● **DIRECTIONS**
Determine how many lines in the records that follow hold the string "contains". Only that number should be returned.

-- INFORMATION GIVEN follows --

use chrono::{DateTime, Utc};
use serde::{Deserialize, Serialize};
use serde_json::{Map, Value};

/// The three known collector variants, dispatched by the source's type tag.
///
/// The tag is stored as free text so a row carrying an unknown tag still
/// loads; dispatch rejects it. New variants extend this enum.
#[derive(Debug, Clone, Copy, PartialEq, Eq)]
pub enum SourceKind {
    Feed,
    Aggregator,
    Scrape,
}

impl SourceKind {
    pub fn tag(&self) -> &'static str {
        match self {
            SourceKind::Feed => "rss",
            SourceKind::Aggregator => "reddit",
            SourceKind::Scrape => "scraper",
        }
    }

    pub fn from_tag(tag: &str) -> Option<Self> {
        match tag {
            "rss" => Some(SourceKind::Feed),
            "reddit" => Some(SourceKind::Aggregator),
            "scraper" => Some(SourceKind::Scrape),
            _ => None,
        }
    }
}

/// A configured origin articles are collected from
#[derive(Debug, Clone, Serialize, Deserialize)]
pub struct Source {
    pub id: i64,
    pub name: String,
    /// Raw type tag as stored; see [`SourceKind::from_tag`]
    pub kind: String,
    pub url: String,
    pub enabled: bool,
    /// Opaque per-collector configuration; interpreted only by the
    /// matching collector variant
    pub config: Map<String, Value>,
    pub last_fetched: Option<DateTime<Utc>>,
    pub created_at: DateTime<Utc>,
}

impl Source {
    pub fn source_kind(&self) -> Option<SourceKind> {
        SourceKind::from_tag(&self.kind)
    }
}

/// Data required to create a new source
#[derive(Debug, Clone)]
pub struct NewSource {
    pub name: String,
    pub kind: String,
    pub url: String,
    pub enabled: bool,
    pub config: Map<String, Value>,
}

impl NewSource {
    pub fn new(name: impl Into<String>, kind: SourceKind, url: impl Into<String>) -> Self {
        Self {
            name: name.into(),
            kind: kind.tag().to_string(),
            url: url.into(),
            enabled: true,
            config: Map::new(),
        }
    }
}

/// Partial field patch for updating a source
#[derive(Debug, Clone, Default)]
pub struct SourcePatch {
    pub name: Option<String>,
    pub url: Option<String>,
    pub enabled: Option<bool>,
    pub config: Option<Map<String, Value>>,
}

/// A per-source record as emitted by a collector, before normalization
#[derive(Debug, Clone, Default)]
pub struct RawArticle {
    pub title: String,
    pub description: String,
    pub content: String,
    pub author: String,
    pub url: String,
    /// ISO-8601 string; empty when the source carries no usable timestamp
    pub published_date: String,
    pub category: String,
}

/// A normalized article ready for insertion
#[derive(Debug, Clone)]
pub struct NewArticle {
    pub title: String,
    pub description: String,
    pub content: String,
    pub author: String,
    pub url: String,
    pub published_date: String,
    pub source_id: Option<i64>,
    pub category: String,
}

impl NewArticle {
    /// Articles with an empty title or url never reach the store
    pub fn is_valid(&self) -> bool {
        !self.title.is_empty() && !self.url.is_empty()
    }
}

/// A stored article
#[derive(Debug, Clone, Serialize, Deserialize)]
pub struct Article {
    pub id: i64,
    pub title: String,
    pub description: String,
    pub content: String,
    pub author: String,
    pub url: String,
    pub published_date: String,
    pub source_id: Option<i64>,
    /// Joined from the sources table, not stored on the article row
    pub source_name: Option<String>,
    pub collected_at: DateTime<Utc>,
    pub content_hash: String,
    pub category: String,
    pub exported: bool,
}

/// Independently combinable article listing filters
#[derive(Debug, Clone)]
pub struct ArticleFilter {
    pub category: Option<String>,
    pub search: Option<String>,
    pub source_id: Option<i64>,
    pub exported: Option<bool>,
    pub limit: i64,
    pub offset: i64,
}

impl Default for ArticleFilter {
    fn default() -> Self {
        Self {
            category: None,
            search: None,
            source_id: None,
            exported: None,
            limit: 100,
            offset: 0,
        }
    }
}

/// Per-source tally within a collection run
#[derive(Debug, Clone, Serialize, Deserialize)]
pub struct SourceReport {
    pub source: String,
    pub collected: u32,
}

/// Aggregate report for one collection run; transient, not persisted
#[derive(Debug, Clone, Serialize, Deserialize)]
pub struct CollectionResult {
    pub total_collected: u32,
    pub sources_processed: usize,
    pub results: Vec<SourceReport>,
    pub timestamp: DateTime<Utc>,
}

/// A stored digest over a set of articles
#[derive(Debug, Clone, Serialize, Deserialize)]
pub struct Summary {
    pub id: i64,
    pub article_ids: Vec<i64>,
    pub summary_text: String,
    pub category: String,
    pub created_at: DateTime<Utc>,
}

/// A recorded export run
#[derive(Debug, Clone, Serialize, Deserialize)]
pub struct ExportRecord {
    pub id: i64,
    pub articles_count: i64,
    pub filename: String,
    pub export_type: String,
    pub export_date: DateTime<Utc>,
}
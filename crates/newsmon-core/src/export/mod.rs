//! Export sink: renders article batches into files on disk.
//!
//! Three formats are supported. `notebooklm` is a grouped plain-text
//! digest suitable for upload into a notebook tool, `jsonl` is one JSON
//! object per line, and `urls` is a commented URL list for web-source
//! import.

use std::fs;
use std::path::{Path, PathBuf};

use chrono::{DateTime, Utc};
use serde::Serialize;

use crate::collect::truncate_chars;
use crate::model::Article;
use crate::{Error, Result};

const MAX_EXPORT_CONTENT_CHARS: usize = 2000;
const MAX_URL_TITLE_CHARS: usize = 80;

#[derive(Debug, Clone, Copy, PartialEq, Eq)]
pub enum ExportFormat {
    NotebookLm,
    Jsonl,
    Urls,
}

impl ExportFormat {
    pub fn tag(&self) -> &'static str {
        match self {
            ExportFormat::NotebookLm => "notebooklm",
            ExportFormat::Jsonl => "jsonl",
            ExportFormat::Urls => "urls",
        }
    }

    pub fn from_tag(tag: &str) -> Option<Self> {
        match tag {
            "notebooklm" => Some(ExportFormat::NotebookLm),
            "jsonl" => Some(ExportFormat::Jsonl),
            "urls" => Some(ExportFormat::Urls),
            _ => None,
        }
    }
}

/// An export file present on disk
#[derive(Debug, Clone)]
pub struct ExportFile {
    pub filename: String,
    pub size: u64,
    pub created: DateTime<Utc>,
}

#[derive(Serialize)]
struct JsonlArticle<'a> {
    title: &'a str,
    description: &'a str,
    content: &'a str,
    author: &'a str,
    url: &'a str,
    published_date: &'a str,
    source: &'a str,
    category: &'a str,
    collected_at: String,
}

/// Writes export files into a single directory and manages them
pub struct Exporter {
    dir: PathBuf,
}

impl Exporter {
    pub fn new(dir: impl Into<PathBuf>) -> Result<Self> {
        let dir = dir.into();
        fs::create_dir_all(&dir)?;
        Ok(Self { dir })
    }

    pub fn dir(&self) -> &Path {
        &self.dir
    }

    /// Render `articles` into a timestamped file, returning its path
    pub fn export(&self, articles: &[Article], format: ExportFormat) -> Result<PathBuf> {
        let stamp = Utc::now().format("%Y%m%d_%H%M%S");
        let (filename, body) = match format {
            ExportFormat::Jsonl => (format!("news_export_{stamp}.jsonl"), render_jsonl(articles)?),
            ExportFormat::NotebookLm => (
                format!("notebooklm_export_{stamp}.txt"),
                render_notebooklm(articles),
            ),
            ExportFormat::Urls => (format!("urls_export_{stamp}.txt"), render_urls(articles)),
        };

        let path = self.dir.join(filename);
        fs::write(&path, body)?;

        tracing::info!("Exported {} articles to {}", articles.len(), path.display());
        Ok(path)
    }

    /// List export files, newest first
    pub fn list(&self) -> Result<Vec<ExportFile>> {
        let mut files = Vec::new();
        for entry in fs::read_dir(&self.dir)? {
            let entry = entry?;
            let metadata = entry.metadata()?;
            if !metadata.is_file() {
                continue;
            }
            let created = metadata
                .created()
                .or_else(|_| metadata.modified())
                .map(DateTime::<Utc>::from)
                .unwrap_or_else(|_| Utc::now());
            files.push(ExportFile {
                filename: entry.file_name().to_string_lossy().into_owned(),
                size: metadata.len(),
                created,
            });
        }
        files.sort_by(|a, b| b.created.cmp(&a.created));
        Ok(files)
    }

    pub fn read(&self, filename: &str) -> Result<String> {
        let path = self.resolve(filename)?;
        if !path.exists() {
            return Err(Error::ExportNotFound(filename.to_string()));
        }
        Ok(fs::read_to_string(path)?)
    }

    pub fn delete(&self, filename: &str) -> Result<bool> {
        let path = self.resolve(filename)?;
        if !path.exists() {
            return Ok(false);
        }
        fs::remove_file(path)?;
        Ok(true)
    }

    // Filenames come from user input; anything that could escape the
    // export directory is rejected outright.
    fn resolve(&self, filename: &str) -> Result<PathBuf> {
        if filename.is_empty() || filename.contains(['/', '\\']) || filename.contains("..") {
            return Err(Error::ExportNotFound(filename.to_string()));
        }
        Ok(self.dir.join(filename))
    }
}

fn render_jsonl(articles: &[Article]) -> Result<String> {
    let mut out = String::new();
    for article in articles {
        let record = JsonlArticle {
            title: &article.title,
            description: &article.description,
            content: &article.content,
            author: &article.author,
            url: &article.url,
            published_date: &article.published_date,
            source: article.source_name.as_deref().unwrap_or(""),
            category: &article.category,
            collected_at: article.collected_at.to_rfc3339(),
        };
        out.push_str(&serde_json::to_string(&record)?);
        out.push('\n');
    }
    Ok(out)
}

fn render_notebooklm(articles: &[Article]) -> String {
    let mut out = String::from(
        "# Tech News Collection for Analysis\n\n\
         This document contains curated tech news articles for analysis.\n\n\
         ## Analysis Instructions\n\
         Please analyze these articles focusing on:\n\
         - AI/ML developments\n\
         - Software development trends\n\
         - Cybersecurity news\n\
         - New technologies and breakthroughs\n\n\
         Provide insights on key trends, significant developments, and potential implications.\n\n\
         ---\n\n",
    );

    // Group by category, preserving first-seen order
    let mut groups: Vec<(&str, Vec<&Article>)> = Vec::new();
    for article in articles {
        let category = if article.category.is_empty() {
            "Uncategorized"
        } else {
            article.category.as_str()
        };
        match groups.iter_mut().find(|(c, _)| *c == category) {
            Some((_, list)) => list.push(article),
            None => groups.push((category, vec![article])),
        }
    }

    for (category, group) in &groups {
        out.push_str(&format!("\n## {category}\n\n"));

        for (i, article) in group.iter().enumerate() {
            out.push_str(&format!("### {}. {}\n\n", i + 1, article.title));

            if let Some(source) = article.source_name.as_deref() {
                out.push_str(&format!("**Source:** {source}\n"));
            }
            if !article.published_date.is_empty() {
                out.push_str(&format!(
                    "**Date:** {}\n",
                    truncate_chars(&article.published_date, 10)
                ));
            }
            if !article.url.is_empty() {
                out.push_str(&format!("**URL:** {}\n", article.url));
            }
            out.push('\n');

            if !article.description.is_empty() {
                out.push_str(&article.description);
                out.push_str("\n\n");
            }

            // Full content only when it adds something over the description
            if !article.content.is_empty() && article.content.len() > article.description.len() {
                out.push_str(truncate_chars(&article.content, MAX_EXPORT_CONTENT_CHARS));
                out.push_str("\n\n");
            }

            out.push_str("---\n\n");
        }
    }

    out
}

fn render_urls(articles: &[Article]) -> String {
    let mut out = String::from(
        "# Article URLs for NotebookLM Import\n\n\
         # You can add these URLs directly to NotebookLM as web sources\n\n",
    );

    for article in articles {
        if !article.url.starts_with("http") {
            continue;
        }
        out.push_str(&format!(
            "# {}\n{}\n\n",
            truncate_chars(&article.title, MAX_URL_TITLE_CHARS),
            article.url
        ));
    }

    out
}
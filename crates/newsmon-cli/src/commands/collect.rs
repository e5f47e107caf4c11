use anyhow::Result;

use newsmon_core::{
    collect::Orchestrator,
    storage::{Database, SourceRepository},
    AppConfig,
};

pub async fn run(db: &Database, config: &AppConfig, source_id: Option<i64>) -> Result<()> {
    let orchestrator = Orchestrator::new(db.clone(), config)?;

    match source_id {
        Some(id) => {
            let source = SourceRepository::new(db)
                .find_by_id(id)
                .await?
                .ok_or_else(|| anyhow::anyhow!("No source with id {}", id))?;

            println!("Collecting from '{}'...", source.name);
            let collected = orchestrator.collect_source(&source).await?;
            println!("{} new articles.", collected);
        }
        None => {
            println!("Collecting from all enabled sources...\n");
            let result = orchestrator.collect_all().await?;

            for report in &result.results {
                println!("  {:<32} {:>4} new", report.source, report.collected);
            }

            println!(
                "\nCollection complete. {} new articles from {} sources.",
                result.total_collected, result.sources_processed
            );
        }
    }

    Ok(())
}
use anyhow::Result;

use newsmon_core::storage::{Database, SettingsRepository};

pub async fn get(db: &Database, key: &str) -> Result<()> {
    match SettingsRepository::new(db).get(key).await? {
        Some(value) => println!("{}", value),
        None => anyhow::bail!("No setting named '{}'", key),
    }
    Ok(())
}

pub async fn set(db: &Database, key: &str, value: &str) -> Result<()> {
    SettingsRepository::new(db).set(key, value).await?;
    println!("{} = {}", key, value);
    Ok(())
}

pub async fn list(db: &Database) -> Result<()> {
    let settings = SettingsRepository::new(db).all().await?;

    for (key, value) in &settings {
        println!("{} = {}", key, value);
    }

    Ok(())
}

-- INFORMATION GIVEN concluded --

● **OUTPUT FOR THIS TASK**
2